(Beginning of Available records)

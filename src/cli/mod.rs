pub mod config;
pub mod init;
pub mod plan;
pub mod validate;

use clap::{Parser, Subcommand};
use clap_complete::Shell;
use std::path::PathBuf;

#[derive(Parser)]
#[command(name = "volley")]
#[command(about = "Staged virtual-user load testing with live thresholds", long_about = None)]
#[command(version)]
pub struct Cli {
    /// Log filter (error, warn, info, debug, trace). RUST_LOG takes precedence.
    #[arg(long, global = true, default_value = "info")]
    pub log_level: String,

    #[command(subcommand)]
    pub command: Commands,
}

#[derive(Subcommand)]
pub enum Commands {
    /// Run the load test described by a configuration file
    Run {
        /// Path to the configuration file (YAML/JSON) with stages, thresholds and plan
        config: PathBuf,
        /// Print the final report as JSON on stdout instead of the summary
        #[arg(long)]
        json: bool,
        /// Export the final report to a JSON file
        #[arg(long)]
        export_json: Option<PathBuf>,
        /// Output configuration (e.g., --out csv=results.csv)
        #[arg(long)]
        out: Option<String>,
        /// Stop the run after this long (overrides the config file)
        #[arg(long)]
        timeout: Option<String>,
        /// Drain grace period at shutdown (overrides the config file)
        #[arg(long)]
        graceful_stop: Option<String>,
        /// Read control commands (status, stop) from stdin
        #[arg(long, short = 'i')]
        interactive: bool,
    },
    /// Write a starter configuration
    Init {
        /// Output file path (default: volley.yaml)
        #[arg(short, long)]
        output: Option<PathBuf>,
    },
    /// Validate a configuration without running it
    Validate {
        config: PathBuf,
    },
    /// Print the JSON schema of the configuration file
    Schema {
        #[arg(short, long)]
        output: Option<PathBuf>,
    },
    /// Generate shell completions
    Completion {
        /// Shell to generate completions for
        #[arg(value_enum)]
        shell: Shell,
    },
}

/// Destination given to `--out`.
#[derive(Debug, Clone, PartialEq, Eq)]
pub enum OutputTarget {
    Csv(PathBuf),
}

pub fn parse_output(spec: &str) -> anyhow::Result<OutputTarget> {
    match spec.split_once('=') {
        Some(("csv", path)) if !path.is_empty() => Ok(OutputTarget::Csv(PathBuf::from(path))),
        _ => anyhow::bail!("unsupported output '{}'; expected csv=<path>", spec),
    }
}
use anyhow::Result;
use std::path::Path;

use crate::cli::config::Config;
use crate::engine::StageScheduler;
use crate::utils::format_duration;

/// Validate a configuration file without running it.
/// Checks for:
/// - File syntax (YAML or JSON)
/// - Stage durations and a non-empty schedule
/// - Threshold selectors, expressions and statistic applicability
/// - The request plan, if present
pub fn run_validate(config_path: &Path) -> Result<()> {
    println!("Validating {}...", config_path.display());

    let config = match Config::load(config_path) {
        Ok(config) => config,
        Err(e) => {
            println!("  ✗ {}", e);
            return Err(e.into());
        }
    };
    println!("  ✓ Configuration parsed");

    let options = match config.engine_options() {
        Ok(options) => options,
        Err(e) => {
            println!("  ✗ {}", e);
            return Err(e.into());
        }
    };
    let scheduler = StageScheduler::new(options.stages.clone())?;
    println!(
        "  ✓ {} stage(s), {} total, peak {} VUs",
        scheduler.stages().len(),
        format_duration(scheduler.total_duration()),
        scheduler.max_target()
    );
    for spec in &options.thresholds {
        let marker = if spec.fatal { " (abortOnFail)" } else { "" };
        println!("    threshold {}: {}{}", spec.metric, spec.source, marker);
    }
    if let Some(timeout) = options.timeout {
        println!("    timeout: {}", format_duration(timeout));
    }

    match &config.plan {
        Some(_) => match config.plan() {
            Ok(plan) => {
                let requests: usize = plan.groups.iter().map(|g| g.requests.len()).sum();
                println!(
                    "  ✓ Plan: {} group(s), {} request(s) per iteration",
                    plan.groups.len(),
                    requests
                );
            }
            Err(e) => {
                println!("  ✗ {}", e);
                return Err(e.into());
            }
        },
        None => println!("  ⚠ No 'plan' section found ('volley run' needs one)"),
    }

    Ok(())
}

(End of Available records)

Task objective: Return the whole listing, keeping every word as it is.

Exercise solution:
filename src/cli/mod.rs
pub mod config;
pub mod init;
pub mod plan;
pub mod validate;

use clap::{Parser, Subcommand};
use clap_complete::Shell;
use std::path::PathBuf;

#[derive(Parser)]
#[command(name = "volley")]
#[command(about = "Staged virtual-user load testing with live thresholds", long_about = None)]
#[command(version)]
pub struct Cli {
    /// Log filter (error, warn, info, debug, trace). RUST_LOG takes precedence.
    #[arg(long, global = true, default_value = "info")]
    pub log_level: String,

    #[command(subcommand)]
    pub command: Commands,
}

#[derive(Subcommand)]
pub enum Commands {
    /// Run the load test described by a configuration file
    Run {
        /// Path to the configuration file (YAML/JSON) with stages, thresholds and plan
        config: PathBuf,
        /// Print the final report as JSON on stdout instead of the summary
        #[arg(long)]
        json: bool,
        /// Export the final report to a JSON file
        #[arg(long)]
        export_json: Option<PathBuf>,
        /// Output configuration (e.g., --out csv=results.csv)
        #[arg(long)]
        out: Option<String>,
        /// Stop the run after this long (overrides the config file)
        #[arg(long)]
        timeout: Option<String>,
        /// Drain grace period at shutdown (overrides the config file)
        #[arg(long)]
        graceful_stop: Option<String>,
        /// Read control commands (status, stop) from stdin
        #[arg(long, short = 'i')]
        interactive: bool,
    },
    /// Write a starter configuration
    Init {
        /// Output file path (default: volley.yaml)
        #[arg(short, long)]
        output: Option<PathBuf>,
    },
    /// Validate a configuration without running it
    Validate {
        config: PathBuf,
    },
    /// Print the JSON schema of the configuration file
    Schema {
        #[arg(short, long)]
        output: Option<PathBuf>,
    },
    /// Generate shell completions
    Completion {
        /// Shell to generate completions for
        #[arg(value_enum)]
        shell: Shell,
    },
}

/// Destination given to `--out`.
#[derive(Debug, Clone, PartialEq, Eq)]
pub enum OutputTarget {
    Csv(PathBuf),
}

pub fn parse_output(spec: &str) -> anyhow::Result<OutputTarget> {
    match spec.split_once('=') {
        Some(("csv", path)) if !path.is_empty() => Ok(OutputTarget::Csv(PathBuf::from(path))),
        _ => anyhow::bail!("unsupported output '{}'; expected csv=<path>", spec),
    }
}
use anyhow::Result;
use std::path::Path;

use crate::cli::config::Config;
use crate::engine::StageScheduler;
use crate::utils::format_duration;

/// Validate a configuration file without running it.
/// Checks for:
/// - File syntax (YAML or JSON)
/// - Stage durations and a non-empty schedule
/// - Threshold selectors, expressions and statistic applicability
/// - The request plan, if present
pub fn run_validate(config_path: &Path) -> Result<()> {
    println!("Validating {}...", config_path.display());

    let config = match Config::load(config_path) {
        Ok(config) => config,
        Err(e) => {
            println!("  ✗ {}", e);
            return Err(e.into());
        }
    };
    println!("  ✓ Configuration parsed");

    let options = match config.engine_options() {
        Ok(options) => options,
        Err(e) => {
            println!("  ✗ {}", e);
            return Err(e.into());
        }
    };
    let scheduler = StageScheduler::new(options.stages.clone())?;
    println!(
        "  ✓ {} stage(s), {} total, peak {} VUs",
        scheduler.stages().len(),
        format_duration(scheduler.total_duration()),
        scheduler.max_target()
    );
    for spec in &options.thresholds {
        let marker = if spec.fatal { " (abortOnFail)" } else { "" };
        println!("    threshold {}: {}{}", spec.metric, spec.source, marker);
    }
    if let Some(timeout) = options.timeout {
        println!("    timeout: {}", format_duration(timeout));
    }

    match &config.plan {
        Some(_) => match config.plan() {
            Ok(plan) => {
                let requests: usize = plan.groups.iter().map(|g| g.requests.len()).sum();
                println!(
                    "  ✓ Plan: {} group(s), {} request(s) per iteration",
                    plan.groups.len(),
                    requests
                );
            }
            Err(e) => {
                println!("  ✗ {}", e);
                return Err(e.into());
            }
        },
        None => println!("  ⚠ No 'plan' section found ('volley run' needs one)"),
    }

    Ok(())
}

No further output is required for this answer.